Problem to solve
Wherever the string "containing" occurs in a line of these records, report that line.

Source material
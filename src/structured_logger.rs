//! Structured JSONL audit log.
//!
//! Every line carries:
//! - A monotonic sequence number for ordering
//! - An ISO 8601 timestamp with microsecond precision
//! - The run ID of the CLI invocation that wrote it
//! - A component name and a JSON payload

use crate::decision::{DecisionContext, DecisionResult};
use crate::domain::AppointmentEvent;
use chrono::Utc;
use serde::{Deserialize, Serialize};
use serde_json::Value;
use std::fs::{File, OpenOptions};
use std::io::Write;
use std::path::{Path, PathBuf};
use std::sync::atomic::{AtomicU64, Ordering};
use std::sync::Mutex;

pub struct StructuredLogger {
    run_id: String,
    seq: AtomicU64,
    log_file: Mutex<File>,
    log_path: PathBuf,
}

/// A single log entry in JSONL format.
#[derive(Debug, Serialize, Deserialize)]
pub struct LogEntry {
    pub seq: u64,
    pub ts: String,
    pub run_id: String,
    pub component: String,
    pub event: Value,
}

impl StructuredLogger {
    /// Opens (or creates) the log at `log_path` for appending.
    pub fn open(log_path: &Path) -> anyhow::Result<Self> {
        if let Some(parent) = log_path.parent() {
            std::fs::create_dir_all(parent)?;
        }
        let file = OpenOptions::new()
            .create(true)
            .append(true)
            .open(log_path)?;

        Ok(Self {
            run_id: uuid::Uuid::new_v4().to_string(),
            seq: AtomicU64::new(0),
            log_file: Mutex::new(file),
            log_path: log_path.to_path_buf(),
        })
    }

    fn next_seq(&self) -> u64 {
        self.seq.fetch_add(1, Ordering::SeqCst) + 1
    }

    /// Writes one entry. Failures to write are dropped; logging never fails
    /// the operation being logged.
    pub fn log(&self, component: &str, event: impl Serialize) {
        let entry = LogEntry {
            seq: self.next_seq(),
            ts: Utc::now().format("%Y-%m-%dT%H:%M:%S%.6fZ").to_string(),
            run_id: self.run_id.clone(),
            component: component.to_string(),
            event: serde_json::to_value(event).unwrap_or(Value::Null),
        };

        if let Ok(mut file) = self.log_file.lock() {
            if let Ok(line) = serde_json::to_string(&entry) {
                let _ = writeln!(file, "{}", line);
                let _ = file.flush();
            }
        }
    }

    pub fn log_decision(&self, context: &DecisionContext, result: &DecisionResult) {
        self.log(
            "Decision",
            serde_json::json!({
                "type": "Evaluated",
                "kind": context.kind,
                "weight": context.effective_weight().label(),
                "autonomy_level": result.autonomy_level,
                "requires_human_review": result.requires_human_review,
                "review_reason": result.review_reason,
                "recommendation": result.primary_recommendation.as_ref().map(|o| &o.value),
            }),
        );
    }

    pub fn log_domain_event(&self, event: &AppointmentEvent) {
        self.log(
            "Appointment",
            serde_json::json!({
                "type": "DomainEvent",
                "event": event
            }),
        );
    }

    /// Logs the result of a CLI command.
    pub fn log_outcome(&self, command: &str, ok: bool, tag: Option<&str>) {
        self.log(
            "UseCase",
            serde_json::json!({
                "type": "Outcome",
                "command": command,
                "ok": ok,
                "tag": tag
            }),
        );
    }

    pub fn path(&self) -> &Path {
        &self.log_path
    }

    pub fn run_id(&self) -> &str {
        &self.run_id
    }
}

#[cfg(test)]
#[path = "tests/structured_logger_tests.rs"]
mod tests;
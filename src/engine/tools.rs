//! Path and filter utilities

use std::borrow::Cow;
use std::path::{Path, PathBuf};

use crate::utils::config::SVG_EXTENSION;

/// Convert absolute path to relative path from base
pub fn path_relative_to(path: &Path, base: &Path) -> Option<PathBuf> {
    path.strip_prefix(base).ok().map(|p| p.to_path_buf())
}

/// True if the extension is `svg` in any case.
pub fn has_svg_extension(path: &Path) -> bool {
    path.extension()
        .and_then(|e| e.to_str())
        .is_some_and(|e| e.eq_ignore_ascii_case(SVG_EXTENSION))
}

/// Final component as text. Invalid UTF-8 bytes become U+FFFD; the rest is kept, so
/// ASCII tokens in a non-UTF-8 name still match.
pub fn file_name_lossy(path: &Path) -> Cow<'_, str> {
    path.file_name()
        .map(|n| n.to_string_lossy())
        .unwrap_or(Cow::Borrowed(""))
}

/// Lowercased final component, empty when the path has none.
pub fn lower_file_name(path: &Path) -> String {
    file_name_lossy(path).to_lowercase()
}

/// File name with one trailing `.svg` removed (case-insensitive). Other extensions are kept.
pub fn svg_stem(path: &Path) -> String {
    let name = file_name_lossy(path);
    match name.rsplit_once('.') {
        Some((stem, ext)) if ext.eq_ignore_ascii_case(SVG_EXTENSION) => stem.to_string(),
        _ => name.into_owned(),
    }
}

/// Human-readable path for log lines: relative to `base` when possible.
pub fn display_relative(path: &Path, base: &Path) -> String {
    path_relative_to(path, base)
        .unwrap_or_else(|| path.to_path_buf())
        .display()
        .to_string()
}
//! Recursive SVG listing for one technology directory.

use std::path::{Path, PathBuf};
use walkdir::WalkDir;

use super::tools::has_svg_extension;

/// All regular files under `dir` with an `.svg` extension (any case), in walk order.
///
/// Order is whatever walkdir yields (pre-order, directory listing order, unsorted); the
/// selection heuristic uses it as its last tie-break. The first traversal error aborts the
/// scan: a missing or unreadable root, or any unreadable descendant, returns `Err` and no
/// partial list.
pub fn find_svg_files(dir: &Path, follow_links: bool) -> Result<Vec<PathBuf>, walkdir::Error> {
    let mut svg_files = Vec::new();
    for entry in WalkDir::new(dir).follow_links(follow_links) {
        let entry = entry?;
        if entry.file_type().is_file() && has_svg_extension(entry.path()) {
            svg_files.push(entry.into_path());
        }
    }
    Ok(svg_files)
}
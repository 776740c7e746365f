//! Terminal logging for svgpick runs.
//!
//! Every line is tagged `[svgpick]`. Skips and failures also carry their source module so a
//! warning about a technology can be traced to the stage (scan, select, copy) that raised it.

use colored::Colorize;
use env_logger::Builder;
use log::{Level, LevelFilter};
use std::io::Write;

/// Level for our own modules: Debug when verbose (per-icon "Extracted" lines), else Info.
pub fn crate_level(verbose: bool) -> LevelFilter {
    if verbose {
        LevelFilter::Debug
    } else {
        LevelFilter::Info
    }
}

/// Render one log line. Color codes are dropped by `colored` when stderr is not a terminal.
pub fn format_line(level: Level, target: &str, msg: &str) -> String {
    let tag = env!("CARGO_PKG_NAME").cyan();
    match level {
        Level::Error => format!("[{} {} {}] {}", tag, "ERROR".red().bold(), target.white(), msg),
        Level::Warn => format!("[{} {} {}] {}", tag, "WARN".yellow(), target.white(), msg),
        Level::Debug | Level::Trace => format!("[{}] {}", tag, msg.dimmed()),
        Level::Info => format!("[{}] {}", tag, msg),
    }
}

/// Install the global logger. Dependencies (walkdir, kdam) stay at Warn; `RUST_LOG` can
/// still override per module.
pub fn setup_logging(verbose: bool) {
    // try_init: the library entry points may be driven more than once in one process (tests).
    let _ = Builder::from_default_env()
        .filter_level(LevelFilter::Warn)
        .filter_module(env!("CARGO_PKG_NAME"), crate_level(verbose))
        .format(|buf, record| {
            let msg = record.args().to_string();
            writeln!(buf, "{}", format_line(record.level(), record.target(), &msg))
        })
        .try_init();
}
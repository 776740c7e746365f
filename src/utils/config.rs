//! Application configuration constants.
//! Defaults and worker limits in one place.

use std::sync::OnceLock;

// ---- Package / paths (from CARGO_PKG_NAME, cached) ----

/// Package-derived names: built once from `CARGO_PKG_NAME`, then cached.
pub struct PackagePaths {
    config_filename: String,
    temp_suffix: String,
}

static PACKAGE_PATHS: OnceLock<PackagePaths> = OnceLock::new();

impl PackagePaths {
    /// Build and cache names from `CARGO_PKG_NAME`. Called once on first use.
    pub fn get() -> &'static PackagePaths {
        PACKAGE_PATHS.get_or_init(|| {
            let pkg = env!("CARGO_PKG_NAME");
            PackagePaths {
                config_filename: format!(".{pkg}.toml"),
                temp_suffix: format!(".{pkg}.tmp"),
            }
        })
    }

    /// Optional settings file looked up in the working directory.
    pub fn config_filename(&self) -> &str {
        &self.config_filename
    }

    /// Suffix appended to an output file while its copy is in flight.
    pub fn temp_suffix(&self) -> &str {
        &self.temp_suffix
    }
}

// ---- Defaults ----

/// Defaults for the devicon layout.
pub struct Defaults;

impl Defaults {
    pub const REPO_URL: &'static str = "https://github.com/devicons/devicon.git";
    pub const CLONE_DIR: &'static str = "devicon";
    pub const ICONS_SUBDIR: &'static str = "icons";
    pub const OUTPUT_DIR: &'static str = "svg";
    /// Mode for the created output directory (unix only).
    pub const DIR_PERMISSIONS: u32 = 0o755;
}

/// Extension (without dot) of candidate files, compared case-insensitively.
pub const SVG_EXTENSION: &str = "svg";

// ---- Worker threads ----

/// Worker pool limits for the dispatcher.
/// Use [`WorkerThreadLimits::current()`] to fill `all_threads` from rayon; the cap is const.
#[derive(Clone, Copy, Debug)]
pub struct WorkerThreadLimits {
    /// Available threads (from rayon); set by [`WorkerThreadLimits::current()`].
    pub all_threads: usize,
    /// Upper bound on concurrent jobs. Every job hits the same filesystem.
    pub max: usize,
}

impl Default for WorkerThreadLimits {
    fn default() -> Self {
        Self {
            all_threads: 0, // use current() to set from rayon
            max: Self::MAX_THREADS,
        }
    }
}

impl WorkerThreadLimits {
    pub const MAX_THREADS: usize = 8;

    /// Build limits with `all_threads` set from `rayon::current_num_threads()`.
    pub fn current() -> Self {
        Self {
            all_threads: rayon::current_num_threads(),
            ..Self::default()
        }
    }

    /// Worker count for `job_count` jobs: `min(available, cap, job_count)`.
    /// `thread_override` replaces the available figure. Zero only when there are no jobs.
    pub fn worker_count(&self, job_count: usize, thread_override: Option<usize>) -> usize {
        if job_count == 0 {
            return 0;
        }
        thread_override
            .unwrap_or(self.all_threads)
            .min(self.max)
            .min(job_count)
            .max(1)
    }
}
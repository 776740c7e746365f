use anyhow::{Context, Result};
use std::fs;
use std::io;
use std::path::{Path, PathBuf};

use crate::utils::config::{Defaults, PackagePaths};

/// Sibling temp path for an output file while it is being written.
pub fn temp_path_for(dst: &Path) -> PathBuf {
    let name = dst
        .file_name()
        .map(|n| n.to_string_lossy().into_owned())
        .unwrap_or_default();
    dst.parent()
        .unwrap_or(Path::new("."))
        .join(format!("{name}{}", PackagePaths::get().temp_suffix()))
}

/// Copy `src` to `dst` byte for byte, overwriting `dst`.
/// Writes to a temp sibling then renames, so `dst` is either the old file or the full copy.
/// The temp file is removed when the copy fails.
pub fn copy_file_atomic(src: &Path, dst: &Path) -> io::Result<u64> {
    let temp_path = temp_path_for(dst);
    let copied = fs::copy(src, &temp_path).and_then(|n| {
        fs::rename(&temp_path, dst)?;
        Ok(n)
    });
    if copied.is_err() {
        let _ = fs::remove_file(&temp_path);
    }
    copied
}

/// Remove `dir` and everything under it. Missing is fine.
pub fn remove_dir_if_exists(dir: &Path) -> io::Result<()> {
    match fs::remove_dir_all(dir) {
        Err(e) if e.kind() != io::ErrorKind::NotFound => Err(e),
        _ => Ok(()),
    }
}

/// Remove any previous output directory and create it empty.
pub fn prepare_output_dir(dir: &Path) -> Result<()> {
    remove_dir_if_exists(dir)
        .with_context(|| format!("remove existing output directory {}", dir.display()))?;
    create_dir(dir).with_context(|| format!("create output directory {}", dir.display()))?;
    log::info!("Output directory created: {}", dir.display());
    Ok(())
}

#[cfg(unix)]
fn create_dir(dir: &Path) -> io::Result<()> {
    use std::os::unix::fs::DirBuilderExt;
    fs::DirBuilder::new()
        .recursive(true)
        .mode(Defaults::DIR_PERMISSIONS)
        .create(dir)
}

#[cfg(not(unix))]
fn create_dir(dir: &Path) -> io::Result<()> {
    fs::create_dir_all(dir)
}
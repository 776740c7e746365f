//! Directory job: scan one technology directory, pick an icon, copy it out.

use crossbeam_channel::{Receiver, Sender};
use log::debug;
use std::path::PathBuf;
use std::thread::{self, JoinHandle};

use crate::engine::scanner::find_svg_files;
use crate::engine::selection::select_best_svg;
use crate::engine::tools::display_relative;
use crate::utils::workdirs::copy_file_atomic;
use crate::{Job, JobError, Outcome};

use super::context::WorkerContext;

/// Turn one technology directory into zero or one output file.
/// Writes `<output_dir>/<tech_name>.svg` on success; on failure nothing is left at that path
/// by this call.
pub fn process_job(job: &Job, ctx: &WorkerContext) -> Outcome {
    Outcome {
        tech_name: job.tech_name.clone(),
        result: extract_one(job, ctx),
    }
}

fn extract_one(job: &Job, ctx: &WorkerContext) -> Result<PathBuf, JobError> {
    let svg_files = find_svg_files(&job.tech_path, ctx.follow_links)?;
    if svg_files.is_empty() {
        return Err(JobError::NoFilesFound);
    }
    let selected = select_best_svg(&svg_files, &job.tech_name).ok_or(JobError::NoSuitableFile)?;

    let output_name = job.output_file_name();
    copy_file_atomic(selected, &ctx.output_dir.join(&output_name))?;
    debug!(
        "Extracted: {}/{} -> {}",
        job.tech_name,
        display_relative(selected, &job.tech_path),
        output_name
    );
    Ok(selected.to_path_buf())
}

/// Single worker: take jobs from job_rx until it closes, send one outcome per job.
fn job_worker_loop(job_rx: Receiver<Job>, outcome_tx: Sender<Outcome>, ctx: WorkerContext) {
    while let Ok(job) = job_rx.recv() {
        if outcome_tx.send(process_job(&job, &ctx)).is_err() {
            break;
        }
    }
    drop(outcome_tx);
}

/// Spawn `num_workers` job workers sharing one queue. Caller must drop its own outcome sender
/// after this so the outcome channel closes when the last worker exits.
pub fn spawn_job_workers(
    job_rx: Receiver<Job>,
    outcome_tx: &Sender<Outcome>,
    ctx: &WorkerContext,
    num_workers: usize,
) -> Vec<JoinHandle<()>> {
    (0..num_workers)
        .map(|_| {
            let job_rx = job_rx.clone();
            let outcome_tx = outcome_tx.clone();
            let ctx = ctx.clone();
            thread::spawn(move || job_worker_loop(job_rx, outcome_tx, ctx))
        })
        .collect()
}
//! CLI command handler: settings file, then flags, then one extraction run.

use anyhow::Result;
use log::{error, info};
use std::path::Path;

use crate::Opts;
use crate::engine::arg_parser::Cli;
use crate::utils::setup_logging;
use crate::utils::svgpick_toml::{apply_file_to_opts, load_svgpick_toml};

/// Overwrite opts field from CLI when the flag was given.
macro_rules! apply_cli_opt {
    ($cli:expr, $opts:expr, $cli_field:ident => $opts_field:ident) => {
        if let Some(v) = $cli.$cli_field.clone() {
            $opts.$opts_field = v;
        }
    };
}

/// Build Opts: defaults, then `.svgpick.toml` in `config_dir`, then CLI flags.
/// A settings file that exists but does not parse is an error, not silently ignored.
pub fn setup_opts(cli: &Cli, config_dir: &Path) -> Result<Opts> {
    let mut opts = Opts::default();
    if let Some(file) = load_svgpick_toml(config_dir)? {
        apply_file_to_opts(&file, &mut opts);
    }
    apply_cli_opt!(cli, opts, repo => repo_url);
    apply_cli_opt!(cli, opts, clone_dir => clone_dir);
    apply_cli_opt!(cli, opts, icons_subdir => icons_subdir);
    apply_cli_opt!(cli, opts, output => output_dir);
    if cli.source.is_some() {
        opts.source = cli.source.clone();
    }
    apply_cli_opt!(cli, opts, keep_clone => keep_clone);
    apply_cli_opt!(cli, opts, follow_links => follow_links);
    if cli.threads.is_some() {
        opts.num_threads = cli.threads;
    }
    apply_cli_opt!(cli, opts, verbose => verbose);
    Ok(opts)
}

/// Run one extraction. Skipped technologies do not make this fail.
pub fn handle_run(cli: &Cli) -> Result<()> {
    let opts = match setup_opts(cli, Path::new(".")) {
        Ok(opts) => opts,
        Err(e) => {
            setup_logging(cli.verbose.unwrap_or(false));
            error!("{:#}", e);
            return Err(e);
        }
    };
    setup_logging(opts.verbose);

    info!("Starting SVG extraction...");
    crate::run(&opts)?;
    info!(
        "Process completed successfully! Icons extracted to: {}",
        opts.output_dir.display()
    );
    Ok(())
}
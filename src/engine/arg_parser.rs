use clap::Parser;
use std::path::PathBuf;

/// Extract one representative SVG per technology from a devicon-style icon repository.
#[derive(Clone, Debug, Parser)]
#[command(name = "svgpick")]
#[command(about = "Clone an icon repository and copy one SVG per technology into a flat directory.")]
pub struct Cli {
    /// Git URL of the icon repository. Default: the devicon repository.
    #[arg(long, value_name = "URL")]
    pub repo: Option<String>,

    /// Directory to clone into. Removed before cloning and after extraction.
    #[arg(long, value_name = "DIR")]
    pub clone_dir: Option<PathBuf>,

    /// Subdirectory of the clone holding one directory per technology.
    #[arg(long, value_name = "NAME")]
    pub icons_subdir: Option<String>,

    /// Output directory for `<technology>.svg` files. Recreated on every run.
    #[arg(long, short = 'o', value_name = "DIR")]
    pub output: Option<PathBuf>,

    /// Use an existing icon tree instead of cloning. Nothing under it is modified.
    #[arg(long, short = 's', value_name = "DIR")]
    pub source: Option<PathBuf>,

    /// Keep the clone directory after extraction.
    #[arg(long, num_args = 0..=1, default_missing_value = "true", value_parser = clap::value_parser!(bool))]
    pub keep_clone: Option<bool>,

    /// Follow symbolic links inside technology directories.
    #[arg(long, short = 'f', num_args = 0..=1, default_missing_value = "true", value_parser = clap::value_parser!(bool))]
    pub follow_links: Option<bool>,

    /// Worker threads (capped at 8 and at the number of technologies).
    #[arg(long, short = 'j', value_parser = clap::value_parser!(usize))]
    pub threads: Option<usize>,

    /// Verbose output: debug logging and a progress bar.
    #[arg(long, short = 'v', num_args = 0..=1, default_missing_value = "true", value_parser = clap::value_parser!(bool))]
    pub verbose: Option<bool>,
}
//! Engine module: scanning, selection, CLI, progress

pub mod arg_parser;
pub mod cli;
pub mod progress;
pub mod scanner;
pub mod selection;
pub mod tools;

// Re-export commonly used functions
pub use arg_parser::Cli;
pub use cli::{handle_run, setup_opts};
pub use scanner::find_svg_files;
pub use selection::select_best_svg;
pub use tools::{display_relative, has_svg_extension, path_relative_to, svg_stem};
//! Pipeline context and tuning: channels shared by the producer, workers, and collector.

use crossbeam_channel::{Receiver, Sender, bounded};
use std::path::{Path, PathBuf};
use std::thread::JoinHandle;

use crate::{Job, Opts, Outcome};

/// Tuning derived from job count and available threads.
#[derive(Clone, Debug)]
pub struct PipelineTuning {
    pub num_workers: usize,
    /// Capacity for the job and outcome channels.
    pub channel_cap: usize,
}

/// Read-only settings every worker gets its own copy of.
#[derive(Clone, Debug)]
pub struct WorkerContext {
    pub output_dir: PathBuf,
    pub follow_links: bool,
}

impl WorkerContext {
    pub fn new(output_dir: &Path, opts: &Opts) -> Self {
        Self {
            output_dir: output_dir.to_path_buf(),
            follow_links: opts.follow_links,
        }
    }
}

/// Handles returned by [`run_pipeline`](super::run_pipeline): receive outcomes, then join
/// when the channel closes.
pub struct PipelineHandles {
    pub outcome_rx: Receiver<Outcome>,
    pub producer_handle: JoinHandle<usize>,
    pub worker_handles: Vec<JoinHandle<()>>,
}

/// Channels for the pipeline. Producer gets job_tx; workers get job_rx and outcome_tx;
/// the collector keeps outcome_rx.
pub struct PipelineChannels {
    pub job_tx: Sender<Job>,
    pub job_rx: Receiver<Job>,
    pub outcome_tx: Sender<Outcome>,
    pub outcome_rx: Receiver<Outcome>,
}

pub fn create_pipeline_channels(channel_cap: usize) -> PipelineChannels {
    let (job_tx, job_rx) = bounded::<Job>(channel_cap);
    let (outcome_tx, outcome_rx) = bounded::<Outcome>(channel_cap);
    PipelineChannels {
        job_tx,
        job_rx,
        outcome_tx,
        outcome_rx,
    }
}
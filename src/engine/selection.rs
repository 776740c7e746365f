//! Best-icon selection among the SVG variants of one technology.
//!
//! Icon sets ship several styles per technology (`-original`, `-plain`, `-line`, wordmarks).
//! The cascade below prefers, in order:
//!
//! 1. a file name containing `original`
//! 2. a file whose stem equals the technology name
//! 3. a file name containing `plain`
//! 4. the first candidate
//!
//! All comparisons are case-insensitive. Within a rule the earliest candidate wins.

use std::path::{Path, PathBuf};

use super::tools::{lower_file_name, svg_stem};

pub const ORIGINAL_TOKEN: &str = "original";
pub const PLAIN_TOKEN: &str = "plain";

/// Pick one path from `candidates` for `tech_name`. `None` only when `candidates` is empty.
pub fn select_best_svg<'a>(candidates: &'a [PathBuf], tech_name: &str) -> Option<&'a Path> {
    let contains = |token: &str| {
        candidates
            .iter()
            .find(|p| lower_file_name(p).contains(token))
    };

    contains(ORIGINAL_TOKEN)
        .or_else(|| {
            let tech_name = tech_name.to_lowercase();
            candidates
                .iter()
                .find(|p| svg_stem(p).to_lowercase() == tech_name)
        })
        .or_else(|| contains(PLAIN_TOKEN))
        .or_else(|| candidates.first())
        .map(PathBuf::as_path)
}

pub mod config;
pub mod logger;
pub mod svgpick_toml;
pub mod workdirs;

pub use config::*;
pub use logger::setup_logging;
pub use workdirs::{copy_file_atomic, prepare_output_dir, remove_dir_if_exists, temp_path_for};
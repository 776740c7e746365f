//! Icon repository checkout: fresh `git clone`, then prune everything but the icons tree.

use anyhow::{Context, Result};
use log::{info, warn};
use std::path::Path;
use std::process::Command;

use crate::utils::workdirs::remove_dir_if_exists;

/// Clone `repo_url` into `clone_dir`, replacing whatever was there.
pub fn clone_repository(repo_url: &str, clone_dir: &Path) -> Result<()> {
    info!("Cloning {}...", repo_url);
    remove_dir_if_exists(clone_dir)
        .with_context(|| format!("remove existing clone directory {}", clone_dir.display()))?;

    let output = Command::new("git")
        .arg("clone")
        .arg(repo_url)
        .arg(clone_dir)
        .output()
        .context("run git clone")?;
    if !output.status.success() {
        anyhow::bail!(
            "git clone exited with {}\nOutput: {}{}",
            output.status,
            String::from_utf8_lossy(&output.stdout),
            String::from_utf8_lossy(&output.stderr)
        );
    }

    info!("Repository cloned successfully");
    Ok(())
}

/// Delete every top-level entry of `clone_dir` except `icons_subdir`.
/// The icons subdirectory must exist. Failing to remove an entry is only a warning.
/// Returns the number of entries removed.
pub fn prune_clone(clone_dir: &Path, icons_subdir: &str) -> Result<usize> {
    info!("Cleaning up cloned repository...");
    let icons_path = clone_dir.join(icons_subdir);
    if !icons_path.is_dir() {
        anyhow::bail!(
            "icons directory not found in cloned repository: {}",
            icons_path.display()
        );
    }

    let entries = std::fs::read_dir(clone_dir)
        .with_context(|| format!("read clone directory {}", clone_dir.display()))?;
    let mut removed = 0_usize;
    for entry in entries.flatten() {
        if entry.file_name() == icons_subdir {
            continue;
        }
        let path = entry.path();
        let is_dir = entry.file_type().map(|t| t.is_dir()).unwrap_or(false);
        let res = if is_dir {
            std::fs::remove_dir_all(&path)
        } else {
            std::fs::remove_file(&path)
        };
        match res {
            Ok(()) => removed += 1,
            Err(e) => warn!("failed to remove {}: {}", path.display(), e),
        }
    }

    info!("Cleanup completed");
    Ok(removed)
}
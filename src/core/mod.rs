//! # Core Packet Components
//!
//! Bit-level packing and datagram framing.
//!
//! ## Components
//! - **BitReader / BitWriter**: LSB-first bit buffers with little-endian integers
//! - **DatagramCodec**: tokio codec mapping one datagram to one message
//!
//! ## Wire Format
//! ```text
//! connectionless: [Marker(4) = -1] [Type(1)] [Payload(N)]
//! connected:      [NetMessageType(6 bits)] [Payload(N bits)]
//! ```

pub mod bitbuf;
pub mod codec;
pub mod udp;

pub use udp::{Client, ClientHandle, Outbound};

Response below
//! 1. a file name containing `original`
//! 3. a file name containing `plain`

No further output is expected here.